**PROMPT:** Pull each line containing "running" out of the data and copy it.
[RECORDS PROVIDED — start]
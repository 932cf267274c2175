//! Effect specification types.
//!
//! An `EffectSpec` is the declarative half of an effect: identity, mutex
//! groups, default duration, and the predicates that gate listing, selection
//! and pausing. The behavioral half (what the effect actually does to the
//! game) lives in the engine crate and is attached at registration time.

use serde::{Deserialize, Serialize};

/// A predicate over the inferred game state.
///
/// Used three ways per effect: whether it is listed at all, whether it can be
/// started right now, and (for timed effects) whether its clock runs.
#[derive(Debug, Clone, PartialEq, Eq, Default, Serialize, Deserialize)]
#[serde(rename_all = "snake_case", tag = "when")]
pub enum Condition {
    /// Always true.
    #[default]
    Always,

    /// The game process is reachable over the command channel.
    GameOpen,

    /// A map is loaded (the camera reports a real position).
    MapLoaded,

    /// The controlled character is alive in a loaded map.
    Alive,

    /// The controlled character is alive and playing the named class.
    ClassIs { class: String },
}

#[derive(Debug, Clone, Serialize, Deserialize)]
pub struct EffectSpec {
    /// Globally unique identifier, as used by the requesting service.
    pub id: String,

    /// Display name for logs and listings.
    pub name: String,

    /// Resource-contention buckets. At most one running effect per group.
    #[serde(default)]
    pub mutex: Vec<String>,

    /// Default duration in seconds when the request carries no override.
    /// Zero means instantaneous.
    #[serde(default)]
    pub duration_secs: f32,

    /// Animated effects update on the fast dispatcher cadence.
    #[serde(default)]
    pub is_update_animation: bool,

    /// Gate for being presented as an option at all.
    #[serde(default)]
    pub listed_when: Condition,

    /// Gate for admission. Checked after duplicate and mutex rules.
    #[serde(default)]
    pub selectable_when: Condition,

    /// While false, a running timed effect is paused and credits no time.
    #[serde(default)]
    pub active_when: Condition,
}

impl EffectSpec {
    /// Minimal spec with every gate open. Callers chain field updates.
    pub fn new(id: impl Into<String>, name: impl Into<String>) -> Self {
        Self {
            id: id.into(),
            name: name.into(),
            mutex: Vec::new(),
            duration_secs: 0.0,
            is_update_animation: false,
            listed_when: Condition::Always,
            selectable_when: Condition::Always,
            active_when: Condition::Always,
        }
    }

    pub fn is_instant(&self) -> bool {
        self.duration_secs <= 0.0
    }
}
[RECORDS PROVIDED — finish]
**WRITTEN REPLY:**
    /// Resource-contention buckets. At most one running effect per group.
    /// While false, a running timed effect is paused and credits no time.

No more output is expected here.